All records below must be retyped exactly.

[Stored data]
=== Begin Enclosure ===

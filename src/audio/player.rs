//! Music playback through the default output device.
//!
//! A [`Track`] is shared between the audio callback, which advances its
//! playhead, and the render thread, which reads the most recent window of
//! samples for analysis.

use std::sync::atomic::{AtomicBool, AtomicUsize, Ordering};
use std::sync::Arc;

use cpal::traits::{DeviceTrait, HostTrait, StreamTrait};

use super::analyser::SampleSource;
use super::error::AudioError;
use super::loader::AudioData;

/// Mono samples plus a shared playhead. Clones share the same playhead.
#[derive(Debug, Clone)]
pub struct Track {
    samples: Arc<[f32]>,
    sample_rate: u32,
    playhead: Arc<AtomicUsize>,
    playing: Arc<AtomicBool>,
}

impl Track {
    pub fn new(samples: Vec<f32>, sample_rate: u32) -> Self {
        Self {
            samples: samples.into(),
            sample_rate,
            playhead: Arc::new(AtomicUsize::new(0)),
            playing: Arc::new(AtomicBool::new(false)),
        }
    }

    /// Downmix decoded audio into a track.
    pub fn from_audio(audio: &AudioData) -> Self {
        Self::new(audio.to_mono(), audio.sample_rate)
    }

    pub fn sample_rate(&self) -> u32 {
        self.sample_rate
    }

    pub fn len(&self) -> usize {
        self.samples.len()
    }

    pub fn is_empty(&self) -> bool {
        self.samples.is_empty()
    }

    /// Playhead in samples.
    pub fn position(&self) -> usize {
        self.playhead.load(Ordering::Acquire)
    }

    pub fn is_finished(&self) -> bool {
        self.position() >= self.samples.len()
    }

    pub fn rewind(&self) {
        self.playhead.store(0, Ordering::Release);
    }

    /// Move the playhead forward by `frames`, stopping at the end.
    pub fn advance(&self, frames: usize) {
        let next = self.position().saturating_add(frames).min(self.samples.len());
        self.playhead.store(next, Ordering::Release);
        if next == self.samples.len() {
            self.playing.store(false, Ordering::Release);
        }
    }

    pub fn set_playing(&self, playing: bool) {
        self.playing.store(playing, Ordering::Release);
    }

    /// Fill an interleaved output buffer with `channels` copies of each
    /// sample, stepping `step` source samples per output frame.
    /// `frac` carries the sub-sample position between calls.
    fn render(&self, out: &mut [f32], channels: usize, step: f64, frac: &mut f64) {
        if !self.is_playing() {
            out.fill(0.0);
            return;
        }

        let mut pos = self.position() as f64 + *frac;
        for frame in out.chunks_mut(channels.max(1)) {
            let sample = match self.samples.get(pos as usize) {
                Some(&s) => {
                    pos += step;
                    s
                }
                None => {
                    self.set_playing(false);
                    0.0
                }
            };
            frame.fill(sample);
        }

        let whole = pos.floor();
        *frac = pos - whole;
        self.playhead
            .store((whole as usize).min(self.samples.len()), Ordering::Release);
    }
}

impl SampleSource for Track {
    fn is_playing(&self) -> bool {
        self.playing.load(Ordering::Acquire)
    }

    fn copy_window(&self, out: &mut [f32]) {
        let end = self.position().min(self.samples.len());
        let start = end as isize - out.len() as isize;
        for (i, slot) in out.iter_mut().enumerate() {
            let idx = start + i as isize;
            *slot = if idx < 0 { 0.0 } else { self.samples[idx as usize] };
        }
    }
}

/// Plays a [`Track`] on the default output device.
pub struct TrackPlayer {
    track: Track,
    stream: Option<cpal::Stream>,
}

impl TrackPlayer {
    pub fn new(track: Track) -> Self {
        Self {
            track,
            stream: None,
        }
    }

    pub fn track(&self) -> &Track {
        &self.track
    }

    /// Start playback. Calling this while already playing does nothing; a
    /// finished track starts over.
    pub fn play(&mut self) -> Result<(), AudioError> {
        if self.track.is_playing() {
            return Ok(());
        }
        if self.track.is_finished() {
            self.track.rewind();
        }

        let stream = match self.stream.take() {
            Some(stream) => stream,
            None => self.build_stream()?,
        };
        self.track.set_playing(true);
        if let Err(e) = stream.play() {
            self.track.set_playing(false);
            return Err(e.into());
        }
        self.stream = Some(stream);

        log::info!(
            "Playback started at {:.1}s",
            self.track.position() as f64 / self.track.sample_rate().max(1) as f64
        );
        Ok(())
    }

    fn build_stream(&self) -> Result<cpal::Stream, AudioError> {
        let host = cpal::default_host();
        let device = host
            .default_output_device()
            .ok_or(AudioError::NoOutputDevice)?;
        let supported = device.default_output_config()?;
        if supported.sample_format() != cpal::SampleFormat::F32 {
            return Err(AudioError::UnsupportedSampleFormat(supported.sample_format()));
        }

        let config: cpal::StreamConfig = supported.into();
        let channels = config.channels as usize;
        let step = self.track.sample_rate() as f64 / config.sample_rate.0 as f64;
        log::debug!(
            "Output stream: {}Hz, {} channels, step {:.4}",
            config.sample_rate.0,
            channels,
            step
        );

        let track = self.track.clone();
        let mut frac = 0.0;
        let stream = device.build_output_stream(
            &config,
            move |data: &mut [f32], _: &cpal::OutputCallbackInfo| {
                track.render(data, channels, step, &mut frac);
            },
            |err| log::error!("Audio output error: {err}"),
            None,
        )?;
        Ok(stream)
    }
}

#[cfg(test)]
mod tests {
    use super::*;

    fn ramp(n: usize) -> Track {
        Track::new((0..n).map(|i| i as f32).collect(), 8000)
    }

    #[test]
    fn test_window_before_start_is_zero_padded() {
        let track = ramp(10);
        track.advance(3);

        let mut window = [9.0; 5];
        track.copy_window(&mut window);
        assert_eq!(window, [0.0, 0.0, 0.0, 1.0, 2.0]);
    }

    #[test]
    fn test_advance_stops_at_end() {
        let track = ramp(4);
        track.set_playing(true);
        track.advance(10);
        assert_eq!(track.position(), 4);
        assert!(track.is_finished());
        assert!(!track.is_playing());
    }

    #[test]
    fn test_render_is_silent_until_playing() {
        let track = ramp(8);
        track.advance(2);
        let mut out = [1.0; 4];
        let mut frac = 0.0;
        track.render(&mut out, 2, 1.0, &mut frac);
        assert_eq!(out, [0.0; 4]);
        assert_eq!(track.position(), 2);
    }

    #[test]
    fn test_render_duplicates_channels_and_steps() {
        let track = ramp(8);
        track.set_playing(true);
        let mut out = [0.0; 6];
        let mut frac = 0.0;
        track.render(&mut out, 2, 2.0, &mut frac);
        assert_eq!(out, [0.0, 0.0, 2.0, 2.0, 4.0, 4.0]);
        assert_eq!(track.position(), 6);
    }

    #[test]
    fn test_render_carries_fraction() {
        let track = ramp(8);
        track.set_playing(true);
        let mut frac = 0.0;
        let mut out = [0.0; 3];
        track.render(&mut out, 1, 0.5, &mut frac);
        assert_eq!(out, [0.0, 0.0, 1.0]);
        assert_eq!(track.position(), 1);
        assert!((frac - 0.5).abs() < 1e-9);

        track.render(&mut out, 1, 0.5, &mut frac);
        assert_eq!(out, [1.0, 2.0, 2.0]);
    }

    #[test]
    fn test_render_ends_playback() {
        let track = ramp(2);
        track.set_playing(true);
        let mut out = [7.0; 4];
        let mut frac = 0.0;
        track.render(&mut out, 1, 1.0, &mut frac);
        assert_eq!(out, [0.0, 1.0, 0.0, 0.0]);
        assert!(!track.is_playing());
        assert!(track.is_finished());
    }
}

=== End Enclosure ===

▸ **RESPONSE FOR THIS EXERCISE**:
filename src/audio/player.rs
//! Music playback through the default output device.
//!
//! A [`Track`] is shared between the audio callback, which advances its
//! playhead, and the render thread, which reads the most recent window of
//! samples for analysis.

use std::sync::atomic::{AtomicBool, AtomicUsize, Ordering};
use std::sync::Arc;

use cpal::traits::{DeviceTrait, HostTrait, StreamTrait};

use super::analyser::SampleSource;
use super::error::AudioError;
use super::loader::AudioData;

/// Mono samples plus a shared playhead. Clones share the same playhead.
#[derive(Debug, Clone)]
pub struct Track {
    samples: Arc<[f32]>,
    sample_rate: u32,
    playhead: Arc<AtomicUsize>,
    playing: Arc<AtomicBool>,
}

impl Track {
    pub fn new(samples: Vec<f32>, sample_rate: u32) -> Self {
        Self {
            samples: samples.into(),
            sample_rate,
            playhead: Arc::new(AtomicUsize::new(0)),
            playing: Arc::new(AtomicBool::new(false)),
        }
    }

    /// Downmix decoded audio into a track.
    pub fn from_audio(audio: &AudioData) -> Self {
        Self::new(audio.to_mono(), audio.sample_rate)
    }

    pub fn sample_rate(&self) -> u32 {
        self.sample_rate
    }

    pub fn len(&self) -> usize {
        self.samples.len()
    }

    pub fn is_empty(&self) -> bool {
        self.samples.is_empty()
    }

    /// Playhead in samples.
    pub fn position(&self) -> usize {
        self.playhead.load(Ordering::Acquire)
    }

    pub fn is_finished(&self) -> bool {
        self.position() >= self.samples.len()
    }

    pub fn rewind(&self) {
        self.playhead.store(0, Ordering::Release);
    }

    /// Move the playhead forward by `frames`, stopping at the end.
    pub fn advance(&self, frames: usize) {
        let next = self.position().saturating_add(frames).min(self.samples.len());
        self.playhead.store(next, Ordering::Release);
        if next == self.samples.len() {
            self.playing.store(false, Ordering::Release);
        }
    }

    pub fn set_playing(&self, playing: bool) {
        self.playing.store(playing, Ordering::Release);
    }

    /// Fill an interleaved output buffer with `channels` copies of each
    /// sample, stepping `step` source samples per output frame.
    /// `frac` carries the sub-sample position between calls.
    fn render(&self, out: &mut [f32], channels: usize, step: f64, frac: &mut f64) {
        if !self.is_playing() {
            out.fill(0.0);
            return;
        }

        let mut pos = self.position() as f64 + *frac;
        for frame in out.chunks_mut(channels.max(1)) {
            let sample = match self.samples.get(pos as usize) {
                Some(&s) => {
                    pos += step;
                    s
                }
                None => {
                    self.set_playing(false);
                    0.0
                }
            };
            frame.fill(sample);
        }

        let whole = pos.floor();
        *frac = pos - whole;
        self.playhead
            .store((whole as usize).min(self.samples.len()), Ordering::Release);
    }
}

impl SampleSource for Track {
    fn is_playing(&self) -> bool {
        self.playing.load(Ordering::Acquire)
    }

    fn copy_window(&self, out: &mut [f32]) {
        let end = self.position().min(self.samples.len());
        let start = end as isize - out.len() as isize;
        for (i, slot) in out.iter_mut().enumerate() {
            let idx = start + i as isize;
            *slot = if idx < 0 { 0.0 } else { self.samples[idx as usize] };
        }
    }
}

/// Plays a [`Track`] on the default output device.
pub struct TrackPlayer {
    track: Track,
    stream: Option<cpal::Stream>,
}

impl TrackPlayer {
    pub fn new(track: Track) -> Self {
        Self {
            track,
            stream: None,
        }
    }

    pub fn track(&self) -> &Track {
        &self.track
    }

    /// Start playback. Calling this while already playing does nothing; a
    /// finished track starts over.
    pub fn play(&mut self) -> Result<(), AudioError> {
        if self.track.is_playing() {
            return Ok(());
        }
        if self.track.is_finished() {
            self.track.rewind();
        }

        let stream = match self.stream.take() {
            Some(stream) => stream,
            None => self.build_stream()?,
        };
        self.track.set_playing(true);
        if let Err(e) = stream.play() {
            self.track.set_playing(false);
            return Err(e.into());
        }
        self.stream = Some(stream);

        log::info!(
            "Playback started at {:.1}s",
            self.track.position() as f64 / self.track.sample_rate().max(1) as f64
        );
        Ok(())
    }

    fn build_stream(&self) -> Result<cpal::Stream, AudioError> {
        let host = cpal::default_host();
        let device = host
            .default_output_device()
            .ok_or(AudioError::NoOutputDevice)?;
        let supported = device.default_output_config()?;
        if supported.sample_format() != cpal::SampleFormat::F32 {
            return Err(AudioError::UnsupportedSampleFormat(supported.sample_format()));
        }

        let config: cpal::StreamConfig = supported.into();
        let channels = config.channels as usize;
        let step = self.track.sample_rate() as f64 / config.sample_rate.0 as f64;
        log::debug!(
            "Output stream: {}Hz, {} channels, step {:.4}",
            config.sample_rate.0,
            channels,
            step
        );

        let track = self.track.clone();
        let mut frac = 0.0;
        let stream = device.build_output_stream(
            &config,
            move |data: &mut [f32], _: &cpal::OutputCallbackInfo| {
                track.render(data, channels, step, &mut frac);
            },
            |err| log::error!("Audio output error: {err}"),
            None,
        )?;
        Ok(stream)
    }
}

#[cfg(test)]
mod tests {
    use super::*;

    fn ramp(n: usize) -> Track {
        Track::new((0..n).map(|i| i as f32).collect(), 8000)
    }

    #[test]
    fn test_window_before_start_is_zero_padded() {
        let track = ramp(10);
        track.advance(3);

        let mut window = [9.0; 5];
        track.copy_window(&mut window);
        assert_eq!(window, [0.0, 0.0, 0.0, 1.0, 2.0]);
    }

    #[test]
    fn test_advance_stops_at_end() {
        let track = ramp(4);
        track.set_playing(true);
        track.advance(10);
        assert_eq!(track.position(), 4);
        assert!(track.is_finished());
        assert!(!track.is_playing());
    }

    #[test]
    fn test_render_is_silent_until_playing() {
        let track = ramp(8);
        track.advance(2);
        let mut out = [1.0; 4];
        let mut frac = 0.0;
        track.render(&mut out, 2, 1.0, &mut frac);
        assert_eq!(out, [0.0; 4]);
        assert_eq!(track.position(), 2);
    }

    #[test]
    fn test_render_duplicates_channels_and_steps() {
        let track = ramp(8);
        track.set_playing(true);
        let mut out = [0.0; 6];
        let mut frac = 0.0;
        track.render(&mut out, 2, 2.0, &mut frac);
        assert_eq!(out, [0.0, 0.0, 2.0, 2.0, 4.0, 4.0]);
        assert_eq!(track.position(), 6);
    }

    #[test]
    fn test_render_carries_fraction() {
        let track = ramp(8);
        track.set_playing(true);
        let mut frac = 0.0;
        let mut out = [0.0; 3];
        track.render(&mut out, 1, 0.5, &mut frac);
        assert_eq!(out, [0.0, 0.0, 1.0]);
        assert_eq!(track.position(), 1);
        assert!((frac - 0.5).abs() < 1e-9);

        track.render(&mut out, 1, 0.5, &mut frac);
        assert_eq!(out, [1.0, 2.0, 2.0]);
    }

    #[test]
    fn test_render_ends_playback() {
        let track = ramp(2);
        track.set_playing(true);
        let mut out = [7.0; 4];
        let mut frac = 0.0;
        track.render(&mut out, 1, 1.0, &mut frac);
        assert_eq!(out, [0.0, 1.0, 0.0, 0.0]);
        assert!(!track.is_playing());
        assert!(track.is_finished());
    }
}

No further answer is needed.